Il meme marketing può avere effetti negativi per il proprio brand?

Sì, se non effettuato in maniera corretta. È fondamentale conoscere bene il proprio target per non rischiare di veicolare messaggi che possano far calare la reputazione del marchio. Per esempio utilizzando un linguaggio diverso da quello che l’audience già conosce.

Non sempre infatti il meme marketing è la soluzione ideale per veicolare il messaggio. Un esempio è il caso della FAFSA (Federal College Financial Aid) che ha affrontato il delicato tema dell’indigenza con un meme che ha fatto storcere il naso a molti, obbligando l’azienda alla rimozione del post e alle scuse ufficiali. I meme corrono veloci, come tutto il mondo online. Diventa perciò fondamentale restare al passo coi tempi per non risultare fuori moda o creare contenuti obsoleti.

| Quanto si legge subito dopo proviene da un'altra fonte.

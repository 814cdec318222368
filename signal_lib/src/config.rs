//! Signal configuration.

use std::ops::Range;

use serde::{Deserialize, Serialize};

use crate::error::SignalError;
use crate::queue::PopOrder;

/// Settings for a [`SignalController`](crate::controller::SignalController).
///
/// Every field has a default, so a partial JSON document such as `{"seed": 7}` is valid.
///
/// ```
/// use signal_lib::config::SignalConfig;
/// use signal_lib::queue::PopOrder;
///
/// let config = SignalConfig::from_json(r#"{"min_cycle_ms": 100, "max_cycle_ms": 200, "pop_order": "lifo"}"#).unwrap();
/// assert_eq!(config.cycle_range(), 100..200);
/// assert_eq!(config.pop_order, PopOrder::Lifo);
/// ```
#[derive(Debug, Clone, PartialEq, Eq, Serialize, Deserialize)]
#[serde(default)]
pub struct SignalConfig {
    /// Shortest cycle in milliseconds (inclusive).
    pub min_cycle_ms: u64,
    /// Longest cycle in milliseconds (exclusive).
    pub max_cycle_ms: u64,
    /// Order in which queued phase events are handed to waiters.
    pub pop_order: PopOrder,
    /// Seed for the cycle length generator. `None` seeds from the OS.
    pub seed: Option<u64>,
}

impl SignalConfig {
    /// Default shortest cycle.
    pub const DEFAULT_MIN_CYCLE_MS: u64 = 4000;
    /// Default longest cycle.
    pub const DEFAULT_MAX_CYCLE_MS: u64 = 6000;

    /// Parses and validates a JSON configuration.
    pub fn from_json(text: &str) -> Result<Self, SignalError> {
        let config: SignalConfig = serde_json::from_str(text)?;
        config.validate()?;
        Ok(config)
    }

    /// Checks that the cycle range is non-empty and starts above zero.
    pub fn validate(&self) -> Result<(), SignalError> {
        if self.min_cycle_ms == 0 || self.min_cycle_ms >= self.max_cycle_ms {
            return Err(SignalError::InvalidCycleRange {
                min_ms: self.min_cycle_ms,
                max_ms: self.max_cycle_ms,
            });
        }
        Ok(())
    }

    /// The cycle range in milliseconds.
    pub fn cycle_range(&self) -> Range<u64> {
        self.min_cycle_ms..self.max_cycle_ms
    }
}

impl Default for SignalConfig {
    fn default() -> Self {
        SignalConfig {
            min_cycle_ms: Self::DEFAULT_MIN_CYCLE_MS,
            max_cycle_ms: Self::DEFAULT_MAX_CYCLE_MS,
            pop_order: PopOrder::Fifo,
            seed: None,
        }
    }
}
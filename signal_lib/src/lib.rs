//! A traffic signal that toggles between red and green on a randomized timer.
//!
//! The crate has two moving parts: a [`BlockingQueue`](queue::BlockingQueue) that hands values from one thread
//! to another, and a [`SignalController`](controller::SignalController) whose background thread flips the phase
//! and announces every change on that queue. Vehicles call
//! [`wait_for_green`](controller::SignalController::wait_for_green) to stall until the light turns green.

#![deny(missing_docs)]

pub mod config;
pub mod controller;
pub mod cycle;
pub mod error;
pub mod phase;
pub mod queue;
pub mod signal;

pub use controller::SignalController;
pub use error::SignalError;
pub use phase::Phase;
pub use signal::Signal;
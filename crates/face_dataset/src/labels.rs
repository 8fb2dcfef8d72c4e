//! Label packing for the three face attributes.
//!
//! A combined label packs mask state, gender and age bucket into one index in
//! `0..18`, mask-major: `mask * 6 + gender * 3 + age`.

use crate::types::{DatasetResult, FaceDatasetError};
use serde::{Deserialize, Serialize};

pub const NUM_MASK_CLASSES: usize = 3;
pub const NUM_GENDER_CLASSES: usize = 2;
pub const NUM_AGE_CLASSES: usize = 3;
pub const NUM_MULTI_CLASSES: usize = NUM_MASK_CLASSES * NUM_GENDER_CLASSES * NUM_AGE_CLASSES;
pub const NUM_FINE_AGE_CLASSES: usize = 11;

/// Lower bound (inclusive, in years) of each fine age class.
pub const FINE_AGE_LOWER_BOUNDS: [u32; NUM_FINE_AGE_CLASSES] =
    [0, 20, 23, 26, 28, 30, 36, 42, 48, 54, 60];

/// Fine-score ranges summed into each coarse age bucket by the joint age loss.
///
/// Bucket 1 spans `5..11` and bucket 2 is the last score alone, so the last
/// fine score is counted in both. Checkpoints trained with the joint loss
/// depend on this exact partition.
pub const AGE_BUCKETS: [std::ops::Range<usize>; NUM_AGE_CLASSES] = [0..5, 5..11, 10..11];

#[derive(Debug, Clone, Copy, PartialEq, Eq, Hash, PartialOrd, Ord, Serialize, Deserialize)]
#[repr(u8)]
pub enum MaskLabel {
    Wear = 0,
    Incorrect = 1,
    NotWear = 2,
}

impl MaskLabel {
    /// Map an image file stem (`mask1`..`mask5`, `incorrect_mask`, `normal`).
    pub fn from_stem(stem: &str) -> Option<Self> {
        match stem {
            "mask1" | "mask2" | "mask3" | "mask4" | "mask5" => Some(MaskLabel::Wear),
            "incorrect_mask" => Some(MaskLabel::Incorrect),
            "normal" => Some(MaskLabel::NotWear),
            _ => None,
        }
    }

    pub fn from_index(value: u8) -> Option<Self> {
        match value {
            0 => Some(MaskLabel::Wear),
            1 => Some(MaskLabel::Incorrect),
            2 => Some(MaskLabel::NotWear),
            _ => None,
        }
    }
}

#[derive(Debug, Clone, Copy, PartialEq, Eq, Hash, PartialOrd, Ord, Serialize, Deserialize)]
#[repr(u8)]
pub enum GenderLabel {
    Male = 0,
    Female = 1,
}

impl GenderLabel {
    pub fn parse(value: &str) -> Option<Self> {
        match value.to_ascii_lowercase().as_str() {
            "male" => Some(GenderLabel::Male),
            "female" => Some(GenderLabel::Female),
            _ => None,
        }
    }

    pub fn from_index(value: u8) -> Option<Self> {
        match value {
            0 => Some(GenderLabel::Male),
            1 => Some(GenderLabel::Female),
            _ => None,
        }
    }
}

#[derive(Debug, Clone, Copy, PartialEq, Eq, Hash, PartialOrd, Ord, Serialize, Deserialize)]
#[repr(u8)]
pub enum AgeLabel {
    Young = 0,
    Middle = 1,
    Old = 2,
}

impl AgeLabel {
    pub fn from_years(age: u32) -> Self {
        if age < 30 {
            AgeLabel::Young
        } else if age < 60 {
            AgeLabel::Middle
        } else {
            AgeLabel::Old
        }
    }

    pub fn from_index(value: u8) -> Option<Self> {
        match value {
            0 => Some(AgeLabel::Young),
            1 => Some(AgeLabel::Middle),
            2 => Some(AgeLabel::Old),
            _ => None,
        }
    }
}

/// One of the 11 fine-grained age classes.
#[derive(Debug, Clone, Copy, PartialEq, Eq, Hash, PartialOrd, Ord, Serialize, Deserialize)]
pub struct FineAge(u8);

impl FineAge {
    pub fn from_years(age: u32) -> Self {
        let class = FINE_AGE_LOWER_BOUNDS
            .iter()
            .rposition(|&lower| age >= lower)
            .unwrap_or(0);
        FineAge(class as u8)
    }

    pub fn new(class: u8) -> Option<Self> {
        ((class as usize) < NUM_FINE_AGE_CLASSES).then_some(FineAge(class))
    }

    pub fn index(self) -> u8 {
        self.0
    }

    /// Hard mapping of a fine class onto the three age buckets.
    pub fn coarse(self) -> AgeLabel {
        match self.0 {
            0..=4 => AgeLabel::Young,
            5..=9 => AgeLabel::Middle,
            _ => AgeLabel::Old,
        }
    }
}

/// Map a raw fine-age prediction onto the coarse age index.
pub fn coarse_from_fine_index(fine: u8) -> u8 {
    FineAge(fine.min(NUM_FINE_AGE_CLASSES as u8 - 1)).coarse() as u8
}

pub fn encode_multi_class(mask: MaskLabel, gender: GenderLabel, age: AgeLabel) -> u8 {
    encode_raw(mask as u8, gender as u8, age as u8)
}

/// Pack raw per-task indices. Inputs are expected in range.
pub fn encode_raw(mask: u8, gender: u8, age: u8) -> u8 {
    mask * 6 + gender * 3 + age
}

/// Unpack a combined label into `(mask, gender, age)` indices.
///
/// Inputs outside `0..18` are not rejected; the mask index simply exceeds 2.
pub fn decode_raw(label: u32) -> (u32, u32, u32) {
    (label / 6, (label / 3) % 2, label % 3)
}

pub fn decode_multi_class(label: u8) -> DatasetResult<(MaskLabel, GenderLabel, AgeLabel)> {
    let (mask, gender, age) = decode_raw(label as u32);
    match (
        MaskLabel::from_index(mask as u8),
        GenderLabel::from_index(gender as u8),
        AgeLabel::from_index(age as u8),
    ) {
        (Some(m), Some(g), Some(a)) if (label as usize) < NUM_MULTI_CLASSES => Ok((m, g, a)),
        _ => Err(FaceDatasetError::LabelOutOfRange(label as u32)),
    }
}

/// Which label a single-head classifier is trained on.
#[derive(Debug, Clone, Copy, PartialEq, Eq, Serialize, Deserialize)]
#[serde(rename_all = "lowercase")]
pub enum Task {
    All,
    Mask,
    Gender,
    Age,
}

impl Task {
    pub const KEYS: [(&'static str, Task); 4] = [
        ("all", Task::All),
        ("mask", Task::Mask),
        ("gender", Task::Gender),
        ("age", Task::Age),
    ];

    pub fn from_key(key: &str) -> DatasetResult<Self> {
        Self::KEYS
            .iter()
            .find(|(name, _)| *name == key)
            .map(|(_, task)| *task)
            .ok_or_else(|| FaceDatasetError::UnknownKey {
                kind: "task",
                key: key.to_string(),
                known: Self::KEYS.map(|(name, _)| name).join(", "),
            })
    }

    pub fn key(self) -> &'static str {
        match self {
            Task::All => "all",
            Task::Mask => "mask",
            Task::Gender => "gender",
            Task::Age => "age",
        }
    }

    pub fn num_classes(self) -> usize {
        match self {
            Task::All => NUM_MULTI_CLASSES,
            Task::Mask => NUM_MASK_CLASSES,
            Task::Gender => NUM_GENDER_CLASSES,
            Task::Age => NUM_AGE_CLASSES,
        }
    }

    pub fn select(self, labels: &SampleLabels) -> u8 {
        match self {
            Task::All => labels.multi_class,
            Task::Mask => labels.mask as u8,
            Task::Gender => labels.gender as u8,
            Task::Age => labels.age as u8,
        }
    }
}

/// Every label derived from one image.
#[derive(Debug, Clone, Copy, PartialEq, Eq)]
pub struct SampleLabels {
    pub multi_class: u8,
    pub mask: MaskLabel,
    pub gender: GenderLabel,
    pub age: AgeLabel,
    pub fine_age: FineAge,
}

impl SampleLabels {
    pub fn new(mask: MaskLabel, gender: GenderLabel, age_years: u32) -> Self {
        let age = AgeLabel::from_years(age_years);
        Self {
            multi_class: encode_multi_class(mask, gender, age),
            mask,
            gender,
            age,
            fine_age: FineAge::from_years(age_years),
        }
    }
}

#[cfg(test)]
mod tests {
    use super::*;

    #[test]
    fn combined_labels_round_trip() {
        for label in 0..NUM_MULTI_CLASSES as u8 {
            let (m, g, a) = decode_multi_class(label).unwrap();
            assert_eq!(encode_multi_class(m, g, a), label);
        }
        for mask in 0..3u8 {
            for gender in 0..2u8 {
                for age in 0..3u8 {
                    let packed = encode_raw(mask, gender, age);
                    assert_eq!(
                        decode_raw(packed as u32),
                        (mask as u32, gender as u32, age as u32)
                    );
                }
            }
        }
    }

    #[test]
    fn known_combined_labels() {
        assert_eq!(
            decode_multi_class(0).unwrap(),
            (MaskLabel::Wear, GenderLabel::Male, AgeLabel::Young)
        );
        assert_eq!(
            decode_multi_class(17).unwrap(),
            (MaskLabel::NotWear, GenderLabel::Female, AgeLabel::Old)
        );
        assert_eq!(
            decode_multi_class(6).unwrap(),
            (MaskLabel::Incorrect, GenderLabel::Male, AgeLabel::Young)
        );
        assert!(decode_multi_class(18).is_err());
        // Unchecked decoding wraps instead of failing.
        assert_eq!(decode_raw(18), (3, 0, 0));
    }

    #[test]
    fn fine_age_table_agrees_with_coarse_buckets() {
        assert!(FINE_AGE_LOWER_BOUNDS.windows(2).all(|w| w[0] < w[1]));
        for years in 0..100 {
            let fine = FineAge::from_years(years);
            assert_eq!(fine.coarse(), AgeLabel::from_years(years), "age {years}");
        }
        assert_eq!(FineAge::from_years(19).index(), 0);
        assert_eq!(FineAge::from_years(60).index(), 10);
        assert_eq!(coarse_from_fine_index(4), AgeLabel::Young as u8);
        assert_eq!(coarse_from_fine_index(9), AgeLabel::Middle as u8);
        assert_eq!(coarse_from_fine_index(10), AgeLabel::Old as u8);
    }

    #[test]
    fn age_buckets_match_fixed_partition() {
        assert_eq!(AGE_BUCKETS[0], 0..5);
        assert_eq!(AGE_BUCKETS[1], 5..11);
        assert_eq!(AGE_BUCKETS[2], 10..11);
        assert!(AGE_BUCKETS.iter().all(|r| r.end <= NUM_FINE_AGE_CLASSES));
    }

    #[test]
    fn task_selects_matching_label() {
        let labels = SampleLabels::new(MaskLabel::Incorrect, GenderLabel::Female, 45);
        assert_eq!(labels.multi_class, 10);
        assert_eq!(Task::All.select(&labels), 10);
        assert_eq!(Task::Mask.select(&labels), 1);
        assert_eq!(Task::Gender.select(&labels), 1);
        assert_eq!(Task::Age.select(&labels), 1);
        assert_eq!(Task::All.num_classes(), 18);
        assert_eq!(Task::Gender.num_classes(), 2);
        assert_eq!(Task::from_key("gender").unwrap(), Task::Gender);
        assert!(Task::from_key("hair").is_err());
    }

    #[test]
    fn parses_folder_metadata() {
        assert_eq!(MaskLabel::from_stem("mask3"), Some(MaskLabel::Wear));
        assert_eq!(MaskLabel::from_stem("incorrect_mask"), Some(MaskLabel::Incorrect));
        assert_eq!(MaskLabel::from_stem("normal"), Some(MaskLabel::NotWear));
        assert_eq!(MaskLabel::from_stem("mask6"), None);
        assert_eq!(GenderLabel::parse("Female"), Some(GenderLabel::Female));
        assert_eq!(GenderLabel::parse("other"), None);
    }
}
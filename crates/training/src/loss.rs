//! Classification criteria and the joint fine/coarse age loss.

use burn::nn::loss::CrossEntropyLossConfig;
use burn::tensor::activation::{log_softmax, softmax};
use burn::tensor::backend::Backend;
use burn::tensor::{Int, Tensor};
use face_dataset::{AGE_BUCKETS, NUM_AGE_CLASSES};
use serde::{Deserialize, Serialize};

pub const FOCAL_GAMMA: f32 = 2.0;
pub const LABEL_SMOOTHING: f32 = 0.1;
pub const F1_EPSILON: f32 = 1e-7;

/// Weight of the fine-class term in [`JointAgeLoss`].
pub const FINE_LOSS_SCALE: f32 = 0.5;
/// Per-bucket weights of the coarse term; the oldest bucket is rare.
pub const COARSE_CLASS_WEIGHTS: [f32; NUM_AGE_CLASSES] = [1.5, 1.5, 7.0];

#[derive(Debug, Clone, Copy, PartialEq, Eq, Serialize, Deserialize)]
pub enum CriterionKind {
    #[serde(rename = "cross_entropy")]
    CrossEntropy,
    #[serde(rename = "focal")]
    Focal,
    #[serde(rename = "label_smoothing")]
    LabelSmoothing,
    #[serde(rename = "f1")]
    F1,
}

impl CriterionKind {
    pub const KEYS: [(&'static str, CriterionKind); 4] = [
        ("cross_entropy", CriterionKind::CrossEntropy),
        ("focal", CriterionKind::Focal),
        ("label_smoothing", CriterionKind::LabelSmoothing),
        ("f1", CriterionKind::F1),
    ];

    pub fn from_key(key: &str) -> anyhow::Result<Self> {
        Self::KEYS
            .iter()
            .find(|(name, _)| *name == key)
            .map(|(_, kind)| *kind)
            .ok_or_else(|| {
                anyhow::anyhow!(
                    "unknown criterion `{key}` (known: {})",
                    Self::KEYS.map(|(name, _)| name).join(", ")
                )
            })
    }

    /// Mean loss of `logits` `[batch, classes]` against class indices.
    pub fn forward<B: Backend>(
        self,
        logits: Tensor<B, 2>,
        targets: Tensor<B, 1, Int>,
    ) -> Tensor<B, 1> {
        let device = logits.device();
        match self {
            CriterionKind::CrossEntropy => CrossEntropyLossConfig::new()
                .init(&device)
                .forward(logits, targets),
            CriterionKind::LabelSmoothing => CrossEntropyLossConfig::new()
                .with_smoothing(Some(LABEL_SMOOTHING))
                .init(&device)
                .forward(logits, targets),
            CriterionKind::Focal => focal_loss(logits, targets, FOCAL_GAMMA),
            CriterionKind::F1 => f1_loss(logits, targets, F1_EPSILON),
        }
    }
}

/// `-mean((1 - p_t)^gamma * log p_t)` over the batch.
pub fn focal_loss<B: Backend>(
    logits: Tensor<B, 2>,
    targets: Tensor<B, 1, Int>,
    gamma: f32,
) -> Tensor<B, 1> {
    let log_probs = log_softmax(logits, 1);
    let log_pt = log_probs.gather(1, targets.unsqueeze_dim(1));
    let pt = log_pt.clone().exp();
    let modulating = pt.neg().add_scalar(1.0).powf_scalar(gamma);
    (modulating * log_pt).mean().neg()
}

/// `1 - mean_c(F1_c)` computed from softmax probabilities.
pub fn f1_loss<B: Backend>(
    logits: Tensor<B, 2>,
    targets: Tensor<B, 1, Int>,
    epsilon: f32,
) -> Tensor<B, 1> {
    let [batch, classes] = logits.dims();
    let device = logits.device();
    let truth = Tensor::<B, 2>::zeros([batch, classes], &device).scatter(
        1,
        targets.unsqueeze_dim(1),
        Tensor::ones([batch, 1], &device),
    );
    let probs = softmax(logits, 1);

    let tp = (truth.clone() * probs.clone()).sum_dim(0);
    let fp = (truth.clone().neg().add_scalar(1.0) * probs.clone()).sum_dim(0);
    let fn_ = (truth * probs.neg().add_scalar(1.0)).sum_dim(0);

    let precision = tp.clone() / (tp.clone() + fp).add_scalar(epsilon);
    let recall = tp.clone() / (tp + fn_).add_scalar(epsilon);
    let f1 = (precision.clone() * recall.clone()).mul_scalar(2.0)
        / (precision + recall).add_scalar(epsilon);
    f1.clamp(epsilon, 1.0 - epsilon).mean().neg().add_scalar(1.0)
}

/// Parts of the joint age loss.
pub struct JointAgeOutput<B: Backend> {
    /// `FINE_LOSS_SCALE * fine + coarse`; the tensor to back-propagate.
    pub total: Tensor<B, 1>,
    pub fine: Tensor<B, 1>,
    pub coarse: Tensor<B, 1>,
}

/// Fine-grained age loss plus a weighted loss on re-bucketed scores.
///
/// The logits are min-max normalized over the whole batch, summed into the
/// three coarse buckets of [`AGE_BUCKETS`], and scored with a class-weighted
/// cross entropy against the coarse labels.
#[derive(Debug, Clone, Copy)]
pub struct JointAgeLoss {
    pub criterion: CriterionKind,
}

impl JointAgeLoss {
    pub fn new(criterion: CriterionKind) -> Self {
        Self { criterion }
    }

    pub fn forward<B: Backend>(
        &self,
        logits: Tensor<B, 2>,
        fine_targets: Tensor<B, 1, Int>,
        coarse_targets: Tensor<B, 1, Int>,
    ) -> JointAgeOutput<B> {
        let device = logits.device();
        let fine = self.criterion.forward(logits.clone(), fine_targets);

        let buckets = coarse_scores(logits);
        let coarse = CrossEntropyLossConfig::new()
            .with_weights(Some(COARSE_CLASS_WEIGHTS.to_vec()))
            .init(&device)
            .forward(buckets, coarse_targets);

        let total = fine.clone().mul_scalar(FINE_LOSS_SCALE) + coarse.clone();
        JointAgeOutput {
            total,
            fine,
            coarse,
        }
    }
}

/// Min-max normalize `[batch, 11]` logits and sum them into `[batch, 3]`.
pub fn coarse_scores<B: Backend>(logits: Tensor<B, 2>) -> Tensor<B, 2> {
    let [batch, _] = logits.dims();
    let min = logits.clone().min().reshape([1, 1]);
    let max = logits.clone().max().reshape([1, 1]);
    // A constant batch would divide by zero.
    let range = (max - min.clone()).clamp_min(f32::EPSILON);
    let normalized = (logits - min) / range;
    let columns = AGE_BUCKETS
        .iter()
        .map(|bucket| {
            normalized
                .clone()
                .slice([0..batch, bucket.clone()])
                .sum_dim(1)
        })
        .collect();
    Tensor::cat(columns, 1)
}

Con questa pubblicità Pandora suscitò delle polemiche perché ritenuta sessista. E questo fece sì che la pubblicità diventasse un meme utilizzato in maniera goliardica e ripreso poi da altre aziende per promuovere i loro prodotti. Tra quelle più simpatiche le campagne di Ceres e Taffo, due brand che utilizzano molto spesso (se non esclusivamente) i meme nelle proprie campagne marketing.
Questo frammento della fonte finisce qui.